We conducted a retrospective cohort analysis of collegiate varsity athletes with prior COVID-19 infection, all of whom underwent cardiac magnetic resonance (CMR) prior to resumption of competitive sports in August 2020.
Twenty-two collegiate athletes with prior COVID-19 infection underwent CMR. The median time from SARS-CoV-2 infection to CMR was 52 days. The mean age was 20.2 years. Athletes represented 8 different varsity sports. This cohort was compared to 22 healthy controls and 22 tactical athlete controls. Most athletes experienced mild illness (N=17, 77%), while the remainder (23%) were asymptomatic. No athletes had abnormal troponin I, electrocardiograms, or LVEF < 50% on echocardiography. Late gadolinium enhancement was found in 9% of collegiate athletes and one athlete (5%) met formal criteria for myocarditis.
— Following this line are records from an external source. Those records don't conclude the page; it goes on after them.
//! # lintbridge_text
//!
//! Text buffers and offset mapping for lintbridge.
//!
//! Analysis engines report problems as `(line, column)` pairs where the
//! column has already been expanded by the engine's tab width. Editors want
//! character offsets. This crate provides:
//! - [`TextBuffer`], the collaborator interface for buffers being analysed
//! - [`LineOffsetCache`], the per-file cache of known line starts
//! - [`OffsetMapper`], which turns engine coordinates into offsets
//!
//! ## Example
//!
//! ```rust
//! use lintbridge_text::{LineOffsetCache, OffsetMapper};
//!
//! let mapper = OffsetMapper::new(4);
//! let mut cache = LineOffsetCache::new();
//! let position = mapper.position(&mut cache, "a\n\tb", 2, 4);
//! assert_eq!(position.offset, 3);
//! ```

mod buffer;
mod line_cache;
mod mapper;
mod span;

pub use buffer::{SharedText, SourceText, TextBuffer, TextGuard};
pub use line_cache::LineOffsetCache;
pub use mapper::{DEFAULT_TAB_WIDTH, MappedPosition, OffsetMapper};
pub use span::{Anchor, Span};
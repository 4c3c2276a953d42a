//! Classification of engine faults into bridge errors.
//!
//! The engine wraps the real failure in its own exception type, sometimes
//! several times over. Classification first unwraps to the innermost engine
//! exception whose cause is foreign, then looks at that cause. A parser
//! failure there means the configuration does not fit the loaded engine
//! version.
//!
//! Faults that never passed through the engine are adapter defects.

use tracing::debug;

use crate::{BridgeError, EngineFault};

/// Exception class the engine wraps its failures in.
pub const ENGINE_EXCEPTION: &str = "com.puppycrawl.tools.checkstyle.api.CheckstyleException";

const PARSER_FAILURES: &[&str] = &[
    "java.lang.NullPointerException",
    "java.lang.ArrayIndexOutOfBoundsException",
    "java.lang.StringIndexOutOfBoundsException",
    "java.lang.IllegalStateException",
    "java.lang.ClassCastException",
];

// Grammar/tokenizer families; not every engine release ships them.
const GRAMMAR_FAMILIES: &[&str] = &["antlr.", "org.antlr."];

/// Rules for turning engine faults into [`BridgeError`]s.
#[derive(Debug, Clone)]
pub struct FaultTaxonomy {
    engine_classes: Vec<String>,
    parser_failures: Vec<String>,
    grammar_prefixes: Vec<String>,
}

impl FaultTaxonomy {
    /// Creates a taxonomy with no known classes.
    pub fn empty() -> Self {
        Self {
            engine_classes: Vec::new(),
            parser_failures: Vec::new(),
            grammar_prefixes: Vec::new(),
        }
    }

    /// Adds an engine exception class.
    pub fn with_engine_class(mut self, class: impl Into<String>) -> Self {
        self.engine_classes.push(class.into());
        self
    }

    /// Adds a parser failure class.
    pub fn with_parser_failure(mut self, class: impl Into<String>) -> Self {
        self.parser_failures.push(class.into());
        self
    }

    /// Adds a grammar exception package prefix.
    pub fn with_grammar_prefix(mut self, prefix: impl Into<String>) -> Self {
        self.grammar_prefixes.push(prefix.into());
        self
    }

    fn is_engine(&self, fault: &EngineFault) -> bool {
        self.engine_classes.iter().any(|class| fault.is_a(class))
    }

    fn is_parser_failure(&self, fault: &EngineFault) -> bool {
        self.parser_failures.iter().any(|class| fault.is_a(class))
            || self
                .grammar_prefixes
                .iter()
                .any(|prefix| fault.class.starts_with(prefix.as_str()))
    }

    /// Innermost engine fault whose cause is not an engine fault, or the
    /// end of the chain if there is none.
    pub fn root<'a>(&self, fault: &'a EngineFault) -> &'a EngineFault {
        let mut root = fault;
        while let Some(cause) = root.cause() {
            if self.is_engine(root) && !self.is_engine(cause) {
                break;
            }
            root = cause;
        }
        root
    }

    /// Classifies `fault`, using the root's message.
    pub fn wrap(&self, fault: EngineFault) -> BridgeError {
        self.wrap_with_message(None, fault)
    }

    /// Classifies `fault`. `message` replaces the root's message if given.
    pub fn wrap_with_message(&self, message: Option<&str>, fault: EngineFault) -> BridgeError {
        let root = self.root(&fault);
        let text = message.map_or_else(|| root.message.clone(), str::to_string);

        let parse = self.is_engine(root) && root.cause().is_some_and(|c| self.is_parser_failure(c));
        let error = if parse {
            BridgeError::parse(text)
        } else if fault.chain().any(|f| self.is_engine(f)) {
            BridgeError::tool(text)
        } else {
            BridgeError::internal(text)
        };

        debug!("Classified {} as {:?}", fault, error.kind());
        error.with_cause(root.clone())
    }
}

impl Default for FaultTaxonomy {
    fn default() -> Self {
        let taxonomy = Self::empty().with_engine_class(ENGINE_EXCEPTION);
        let taxonomy = PARSER_FAILURES
            .iter()
            .fold(taxonomy, |t, class| t.with_parser_failure(*class));
        GRAMMAR_FAMILIES
            .iter()
            .fold(taxonomy, |t, prefix| t.with_grammar_prefix(*prefix))
    }
}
Our study suggests that the prevalence of myocardial inflammation or fibrosis after an asymptomatic or mild course of ambulatory COVID-19 among competitive athletes is modest (9%), but would be missed by ECG, Ti, and strain echocardiography. Future investigation is necessary to further phenotype cardiovascular manifestations of COVID-19 in order to better counsel athletes on return to sports participation.
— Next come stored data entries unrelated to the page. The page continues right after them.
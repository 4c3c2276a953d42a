//! Where a rule configuration comes from.

use std::fmt;
use std::path::{Path, PathBuf};
use std::time::Duration;

use tracing::{debug, info};

use crate::{BundledConfig, ConfigError};

/// Timeout for fetching remote rule configurations.
const FETCH_TIMEOUT: Duration = Duration::from_secs(10);

/// A rule configuration source.
#[derive(Debug, Clone, PartialEq, Eq, Hash)]
pub enum ConfigSource {
    /// A local file.
    File(PathBuf),
    /// An HTTP(S) URL.
    Url(String),
    /// Literal configuration text.
    Text(String),
    /// A resource looked up on the module's class path.
    ClassPath(String),
    /// A configuration shipped with lintbridge.
    Bundled(BundledConfig),
}

impl ConfigSource {
    /// Interprets a user-supplied location.
    ///
    /// `classpath:` and `bundled:` prefixes select those sources; a bundled
    /// name is matched by id first, then by description. HTTP(S) locations
    /// are URLs and anything else is a file path.
    pub fn from_location(location: &str) -> Self {
        if let Some(name) = location.strip_prefix("classpath:") {
            return Self::ClassPath(name.to_string());
        }
        if let Some(name) = location.strip_prefix("bundled:") {
            let config =
                BundledConfig::from_id(name).unwrap_or_else(|| BundledConfig::from_description(name));
            return Self::Bundled(config);
        }

        let lower = location.to_ascii_lowercase();
        if lower.starts_with("http://") || lower.starts_with("https://") {
            Self::Url(location.to_string())
        } else {
            Self::File(PathBuf::from(location))
        }
    }

    /// Reads the configuration text without a class path.
    pub fn read(&self) -> Result<String, ConfigError> {
        self.read_with(&[])
    }

    /// Reads the configuration text. URLs are fetched synchronously and
    /// class path resources are searched for in `class_path` order.
    pub fn read_with(&self, class_path: &[PathBuf]) -> Result<String, ConfigError> {
        match self {
            Self::File(path) => {
                debug!("Reading rule configuration from {}", path.display());
                Ok(std::fs::read_to_string(path)?)
            }
            Self::Url(url) => fetch(url),
            Self::Text(text) => Ok(text.clone()),
            Self::ClassPath(name) => {
                let path = find_on_class_path(name, class_path)
                    .ok_or_else(|| ConfigError::class_path_resource(name.as_str()))?;
                debug!("Reading rule configuration from {}", path.display());
                Ok(std::fs::read_to_string(path)?)
            }
            Self::Bundled(config) => Ok(config.text().to_string()),
        }
    }

    /// Directory that relative references in the configuration are resolved
    /// against. Only file sources have one.
    pub fn base_dir(&self) -> Option<&Path> {
        match self {
            Self::File(path) => path.parent().filter(|p| !p.as_os_str().is_empty()),
            Self::Url(_) | Self::Text(_) | Self::ClassPath(_) | Self::Bundled(_) => None,
        }
    }

    /// Stable identifier, used as part of cache keys.
    pub fn location(&self) -> String {
        match self {
            Self::File(path) => format!("file:{}", path.display()),
            Self::Url(url) => format!("url:{}", url),
            Self::Text(text) => format!("text:{}", blake3::hash(text.as_bytes()).to_hex()),
            Self::ClassPath(name) => format!("classpath:{}", name),
            Self::Bundled(config) => format!("bundled:{}", config.id()),
        }
    }
}

impl fmt::Display for ConfigSource {
    fn fmt(&self, f: &mut fmt::Formatter<'_>) -> fmt::Result {
        match self {
            Self::File(path) => write!(f, "{}", path.display()),
            Self::Url(url) => f.write_str(url),
            Self::Text(_) => f.write_str("<inline configuration>"),
            Self::ClassPath(name) => f.write_str(name),
            Self::Bundled(config) => f.write_str(config.description()),
        }
    }
}

fn find_on_class_path(name: &str, class_path: &[PathBuf]) -> Option<PathBuf> {
    let relative = name.trim_start_matches('/');
    if relative.is_empty() {
        return None;
    }
    class_path
        .iter()
        .map(|dir| dir.join(relative))
        .find(|candidate| candidate.is_file())
}

fn fetch(url: &str) -> Result<String, ConfigError> {
    info!("Fetching rule configuration from {}", url);

    let client = reqwest::blocking::Client::builder()
        .timeout(FETCH_TIMEOUT)
        .build()
        .map_err(|e| ConfigError::fetch(format!("Failed to create HTTP client: {}", e)))?;

    let response = client
        .get(url)
        .send()
        .map_err(|e| ConfigError::fetch(format!("{}: {}", url, e)))?;

    let status = response.status();
    if !status.is_success() {
        return Err(ConfigError::fetch(format!("{}: HTTP {}", url, status)));
    }

    response
        .text()
        .map_err(|e| ConfigError::fetch(format!("{}: {}", url, e)))
}
//! CLI argument definitions

use std::path::PathBuf;

use clap::{Args, Parser, Subcommand, ValueEnum};

/// lintbridge - run static-analysis engines over source files
#[derive(Parser)]
#[command(name = "lbridge")]
#[command(author, version, about, long_about = None)]
pub struct Cli {
    #[command(subcommand)]
    pub command: Commands,

    /// Settings file path
    #[arg(short, long, global = true)]
    pub settings: Option<PathBuf>,

    /// Enable verbose output
    #[arg(short, long, global = true)]
    pub verbose: bool,
}

#[derive(Subcommand)]
pub enum Commands {
    /// Check files against a rule configuration
    Scan(ScanArgs),

    /// Print the modules of a rule configuration
    Rules(RulesArgs),
}

#[derive(Args)]
pub struct ScanArgs {
    /// Files to check
    #[arg(required = true)]
    pub files: Vec<PathBuf>,

    /// Engine WebAssembly module
    #[arg(long)]
    pub engine: Option<PathBuf>,

    /// Version identifier of the engine
    #[arg(long)]
    pub engine_version: Option<String>,

    #[command(flatten)]
    pub rules: RuleArgs,

    /// Class path directory for the engine (repeatable)
    #[arg(long = "class-path", value_name = "DIR")]
    pub class_path: Vec<PathBuf>,

    /// Tab width when the rule configuration sets none
    #[arg(long)]
    pub tab_width: Option<usize>,

    /// Directory engine-reported file names are relative to
    #[arg(long)]
    pub base_dir: Option<PathBuf>,

    /// Mark reported problems as suppressed
    #[arg(long)]
    pub suppress_errors: bool,

    /// Output format
    #[arg(short, long, value_enum, default_value_t = OutputFormat::Text)]
    pub format: OutputFormat,
}

#[derive(Args)]
pub struct RulesArgs {
    #[command(flatten)]
    pub rules: RuleArgs,

    /// Output format
    #[arg(short, long, value_enum, default_value_t = OutputFormat::Text)]
    pub format: OutputFormat,
}

/// Where the rule configuration comes from.
#[derive(Args)]
pub struct RuleArgs {
    /// Rule configuration file, URL, `classpath:` resource or `bundled:` name
    #[arg(long = "rules", value_name = "LOCATION")]
    pub location: Option<String>,

    /// Property binding for the rule configuration (repeatable)
    #[arg(short = 'p', long = "property", value_name = "NAME=VALUE", value_parser = parse_property)]
    pub properties: Vec<(String, String)>,
}

#[derive(Debug, Clone, Copy, PartialEq, Eq, ValueEnum)]
pub enum OutputFormat {
    Text,
    Json,
}

fn parse_property(raw: &str) -> Result<(String, String), String> {
    match raw.split_once('=') {
        Some((name, value)) if !name.trim().is_empty() => {
            Ok((name.trim().to_string(), value.to_string()))
        }
        _ => Err(format!("expected NAME=VALUE, got '{}'", raw)),
    }
}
COVID-19-associated myocarditis has been well-described, but the prevalence of myocardial inflammation and fibrosis in athletes after COVID-19 is unknown. We conducted a retrospective cohort analysis of 22 collegiate athletes with prior COVID-19 infection who underwent electrocardiography, troponin I, echocardiography with strain, and CMR. The median time from SARS-CoV-2 infection to CMR was 52 days. All athletes experienced mild illness or were asymptomatic. Late gadolinium enhancement was found in 9%. This suggests the prevalence of myocardial inflammation or fibrosis after an asymptomatic or mild course of COVID-19 among competitive athletes is modest, but would be missed without CMR screening.